◆ **Exercise description**: From the data underneath, reproduce exactly the stretch that begins at the line with "p.price.as_amount() >= 850000.0));" and ends after the line with "assert_eq!(get_property(&repo, &id).unwrap(), Some(created));".

=== Dataset content ===

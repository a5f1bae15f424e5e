use chrono::NaiveDate;
use diesel::prelude::*;
use property_catalog::domain::filter::FilterSpec;
use property_catalog::domain::property::Property;
use property_catalog::domain::types::{PropertyId, PropertyType};
use property_catalog::models::property::NewProperty as DbNewProperty;
use property_catalog::repository::{DieselRepository, PropertyWriter};
use property_catalog::schema::properties;
use property_catalog::services::property::{
    create_property, delete_property, get_property, list_properties, search_properties,
    update_property,
};

mod common;

/// Seeds four listings, oldest first, and returns them in creation order.
fn seed_catalog(repo: &DieselRepository) -> Vec<Property> {
    let listings = [
        (
            "Luxury Downtown Apartment",
            "123 Main St, New York",
            850000.0,
            PropertyType::Apartment,
        ),
        (
            "Beautiful House",
            "789 Oak Ave, Los Angeles",
            1200000.0,
            PropertyType::House,
        ),
        (
            "Seaside Condo",
            "45 Ocean Drive, Miami",
            650000.0,
            PropertyType::Condo,
        ),
        (
            "Quiet Townhouse",
            "9 Maple Court, Austin",
            450000.0,
            PropertyType::Townhouse,
        ),
    ];

    listings
        .into_iter()
        .map(|(name, address, price, kind)| {
            common::tick();
            repo.create_property(&common::listing(name, address, price, kind))
                .unwrap()
        })
        .collect()
}

fn ids(items: &[Property]) -> Vec<PropertyId> {
    items.iter().map(|p| p.id).collect()
}

#[test]
fn test_price_range_selects_matching_listings() {
    let test_db = common::TestDb::new("test_price_range_selects_matching_listings.db");
    let repo = DieselRepository::new(test_db.pool());
    let seeded = seed_catalog(&repo);

    let spec = FilterSpec::new()
        .min_price(500000.0)
        .max_price(900000.0)
        .paginate(1, 10);
    let page = search_properties(&repo, &spec).unwrap();

    assert_eq!(page.total_count, 2);
    // Condo was created after the apartment, so it comes first.
    assert_eq!(ids(&page.items), vec![seeded[2].id, seeded[0].id]);
}

#[test]
fn test_second_page_holds_older_listings() {
    let test_db = common::TestDb::new("test_second_page_holds_older_listings.db");
    let repo = DieselRepository::new(test_db.pool());
    let seeded = seed_catalog(&repo);

    let page = search_properties(&repo, &FilterSpec::new().paginate(2, 2)).unwrap();

    assert_eq!(page.total_count, 4);
    assert_eq!(ids(&page.items), vec![seeded[1].id, seeded[0].id]);
    assert!(page.has_previous());
    assert!(!page.has_next());
    assert_eq!(page.pages(), vec![Some(1), Some(2)]);
}

#[test]
fn test_results_are_newest_first() {
    let test_db = common::TestDb::new("test_results_are_newest_first.db");
    let repo = DieselRepository::new(test_db.pool());
    let seeded = seed_catalog(&repo);

    let page = search_properties(&repo, &FilterSpec::new()).unwrap();
    let mut expected = ids(&seeded);
    expected.reverse();
    assert_eq!(ids(&page.items), expected);
}

#[test]
fn test_total_count_ignores_page_window() {
    let test_db = common::TestDb::new("test_total_count_ignores_page_window.db");
    let repo = DieselRepository::new(test_db.pool());
    seed_catalog(&repo);

    for (number, size) in [(1, 1), (2, 3), (3, 2), (9, 100)] {
        let page = search_properties(&repo, &FilterSpec::new().paginate(number, size)).unwrap();
        assert_eq!(page.total_count, 4);
        assert!(page.items.len() <= size as usize);
    }

    let beyond = search_properties(&repo, &FilterSpec::new().paginate(5, 1)).unwrap();
    assert!(beyond.items.is_empty());
    assert_eq!(beyond.total_count, 4);
}

#[test]
fn test_out_of_range_pagination_is_clamped() {
    let test_db = common::TestDb::new("test_out_of_range_pagination_is_clamped.db");
    let repo = DieselRepository::new(test_db.pool());
    seed_catalog(&repo);

    let pairs = [((0, 2), (1, 2)), ((-4, 2), (1, 2)), ((1, 0), (1, 10)), ((1, 500), (1, 100))];
    for ((raw_number, raw_size), (number, size)) in pairs {
        let raw = search_properties(&repo, &FilterSpec::new().paginate(raw_number, raw_size))
            .unwrap();
        let clamped =
            search_properties(&repo, &FilterSpec::new().paginate(number, size)).unwrap();
        assert_eq!(raw, clamped);
    }
}

#[test]
fn test_text_filters_are_case_insensitive_substrings() {
    let test_db = common::TestDb::new("test_text_filters_are_case_insensitive_substrings.db");
    let repo = DieselRepository::new(test_db.pool());
    let seeded = seed_catalog(&repo);
    let house = seeded[1].id;

    for needle in ["beaut", "HOUSE", "Beautiful House"] {
        let page = search_properties(&repo, &FilterSpec::new().name(needle)).unwrap();
        assert!(ids(&page.items).contains(&house), "needle {needle}");
    }

    let by_address = search_properties(&repo, &FilterSpec::new().address("oak ave")).unwrap();
    assert_eq!(ids(&by_address.items), vec![house]);

    let blank = search_properties(&repo, &FilterSpec::new().name("   ")).unwrap();
    assert_eq!(blank.total_count, 4);
}

#[test]
fn test_wildcard_characters_match_literally() {
    let test_db = common::TestDb::new("test_wildcard_characters_match_literally.db");
    let repo = DieselRepository::new(test_db.pool());
    seed_catalog(&repo);
    let promo = repo
        .create_property(&common::listing(
            "Loft 50%_off",
            "1 Sale Street",
            99000.0,
            PropertyType::Commercial,
        ))
        .unwrap();

    let page = search_properties(&repo, &FilterSpec::new().name("%_")).unwrap();
    assert_eq!(ids(&page.items), vec![promo.id]);

    let underscore = search_properties(&repo, &FilterSpec::new().name("_")).unwrap();
    assert_eq!(underscore.total_count, 1);
}

#[test]
fn test_type_and_availability_filters_combine() {
    let test_db = common::TestDb::new("test_type_and_availability_filters_combine.db");
    let repo = DieselRepository::new(test_db.pool());
    let seeded = seed_catalog(&repo);

    let mut sold = seeded[2].to_new_property();
    sold.is_available = false;
    update_property(&repo, &seeded[2].id.to_string(), &sold)
        .unwrap()
        .unwrap();

    let condos = search_properties(&repo, &FilterSpec::new().property_type("condo")).unwrap();
    assert_eq!(ids(&condos.items), vec![seeded[2].id]);

    let available_condos = search_properties(
        &repo,
        &FilterSpec::new().property_type("Condo").available(true),
    )
    .unwrap();
    assert_eq!(available_condos.total_count, 0);

    let unavailable = search_properties(&repo, &FilterSpec::new().available(false)).unwrap();
    assert_eq!(ids(&unavailable.items), vec![seeded[2].id]);
}

#[test]
fn test_unknown_type_drops_only_that_constraint() {
    let test_db = common::TestDb::new("test_unknown_type_drops_only_that_constraint.db");
    let repo = DieselRepository::new(test_db.pool());
    seed_catalog(&repo);

    let everything = search_properties(&repo, &FilterSpec::new().property_type("Castle")).unwrap();
    assert_eq!(everything.total_count, 4);

    let cheap = search_properties(
        &repo,
        &FilterSpec::new().property_type("Castle").max_price(700000.0),
    )
    .unwrap();
    assert_eq!(cheap.total_count, 2);
}

#[test]
fn test_price_bounds_are_inclusive() {
    let test_db = common::TestDb::new("test_price_bounds_are_inclusive.db");
    let repo = DieselRepository::new(test_db.pool());
    let seeded = seed_catalog(&repo);

    let exact = search_properties(
        &repo,
        &FilterSpec::new().min_price(650000.0).max_price(650000.0),
    )
    .unwrap();
    assert_eq!(ids(&exact.items), vec![seeded[2].id]);

    let page = search_properties(&repo, &FilterSpec::new().min_price(850000.0)).unwrap();
    assert!(page.items.iter().all(|p| p.price.as_amount() >= 850000.0));
    assert_eq!(page.total_count, 2);
}

#[test]
fn test_listing_view_and_lifecycle() {
    let test_db = common::TestDb::new("test_listing_view_and_lifecycle.db");
    let repo = DieselRepository::new(test_db.pool());

    let created = create_property(
        &repo,
        &common::listing("Hilltop Retreat", "77 Summit Road", 540000.5, PropertyType::House),
    )
    .unwrap();
    let id = created.id.to_string();

    let summary = list_properties(&repo, &FilterSpec::new()).unwrap();
    assert_eq!(summary.items[0].id, id);
    assert_eq!(summary.items[0].price, 540000.5);

    assert_eq!(get_property(&repo, &id).unwrap(), Some(created));
    assert_eq!(get_property(&repo, "definitely-not-an-id").unwrap(), None);

    assert!(delete_property(&repo, &id).unwrap());
    assert!(!delete_property(&repo, &id).unwrap());
    assert_eq!(get_property(&repo, &id).unwrap(), None);
}

#[test]
fn test_text_filters_fold_non_ascii_case() {
    let test_db = common::TestDb::new("test_text_filters_fold_non_ascii_case.db");
    let repo = DieselRepository::new(test_db.pool());
    seed_catalog(&repo);
    let clinic = repo
        .create_property(&common::listing(
            "Ärzte Haus Zürich",
            "Bahnhofstraße 1, Zürich",
            2100000.0,
            PropertyType::Commercial,
        ))
        .unwrap();

    for needle in ["ärzte", "ÄRZTE", "zÜrich"] {
        let page = search_properties(&repo, &FilterSpec::new().name(needle)).unwrap();
        assert_eq!(ids(&page.items), vec![clinic.id], "needle {needle}");
        assert!(FilterSpec::new().name(needle).filter().matches(&clinic));
    }

    let by_address =
        search_properties(&repo, &FilterSpec::new().address("BAHNHOFSTRAẞE")).unwrap();
    assert_eq!(ids(&by_address.items), vec![clinic.id]);
}

#[test]
fn test_sub_cent_price_bounds_stay_inclusive() {
    let test_db = common::TestDb::new("test_sub_cent_price_bounds_stay_inclusive.db");
    let repo = DieselRepository::new(test_db.pool());
    let studio = repo
        .create_property(&common::listing(
            "Compact Studio",
            "8 Side Street",
            100.0,
            PropertyType::Apartment,
        ))
        .unwrap();

    let above = search_properties(&repo, &FilterSpec::new().min_price(100.004)).unwrap();
    assert_eq!(above.total_count, 0);

    let below = search_properties(&repo, &FilterSpec::new().max_price(99.996)).unwrap();
    assert_eq!(below.total_count, 0);

    let around = search_properties(
        &repo,
        &FilterSpec::new().min_price(99.996).max_price(100.004),
    )
    .unwrap();
    assert_eq!(ids(&around.items), vec![studio.id]);
}

#[test]
fn test_equal_timestamps_order_by_id_across_pages() {
    let test_db = common::TestDb::new("test_equal_timestamps_order_by_id_across_pages.db");
    let pool = test_db.pool();
    let repo = DieselRepository::new(pool.clone());

    let stamped = NaiveDate::from_ymd_opt(2024, 1, 1)
        .unwrap()
        .and_hms_opt(12, 0, 0)
        .unwrap();
    let listing = common::listing(
        "Twin Bungalow",
        "4 Same Day Road",
        300000.0,
        PropertyType::House,
    );

    let mut conn = pool.get().unwrap();
    let mut tied: Vec<PropertyId> = (0..5).map(|_| PropertyId::new()).collect();
    for id in &tied {
        diesel::insert_into(properties::table)
            .values(&DbNewProperty::new(*id, &listing, stamped))
            .execute(&mut conn)
            .unwrap();
    }
    drop(conn);
    tied.sort_by_key(|id| id.to_string());

    let newest = repo.create_property(&listing).unwrap();

    let mut seen = Vec::new();
    for page_number in 1..=3 {
        let page =
            search_properties(&repo, &FilterSpec::new().paginate(page_number, 2)).unwrap();
        assert_eq!(page.total_count, 6);
        seen.extend(ids(&page.items));
    }

    let mut expected = vec![newest.id];
    expected.extend(tied);
    assert_eq!(seen, expected);
}

#[test]
fn test_text_filters_ignore_surrounding_whitespace() {
    let test_db = common::TestDb::new("test_text_filters_ignore_surrounding_whitespace.db");
    let repo = DieselRepository::new(test_db.pool());
    let seeded = seed_catalog(&repo);

    let page = search_properties(&repo, &FilterSpec::new().name(" Beaut")).unwrap();
    assert_eq!(ids(&page.items), vec![seeded[1].id]);

    let condos = search_properties(&repo, &FilterSpec::new().property_type(" CONDO ")).unwrap();
    assert_eq!(ids(&condos.items), vec![seeded[2].id]);
}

===

◆ **Solution for this task**:
    assert!(page.items.iter().all(|p| p.price.as_amount() >= 850000.0));
    assert_eq!(page.total_count, 2);
}

#[test]
fn test_listing_view_and_lifecycle() {
    let test_db = common::TestDb::new("test_listing_view_and_lifecycle.db");
    let repo = DieselRepository::new(test_db.pool());

    let created = create_property(
        &repo,
        &common::listing("Hilltop Retreat", "77 Summit Road", 540000.5, PropertyType::House),
    )
    .unwrap();
    let id = created.id.to_string();

    let summary = list_properties(&repo, &FilterSpec::new()).unwrap();
    assert_eq!(summary.items[0].id, id);
    assert_eq!(summary.items[0].price, 540000.5);

    assert_eq!(get_property(&repo, &id).unwrap(), Some(created));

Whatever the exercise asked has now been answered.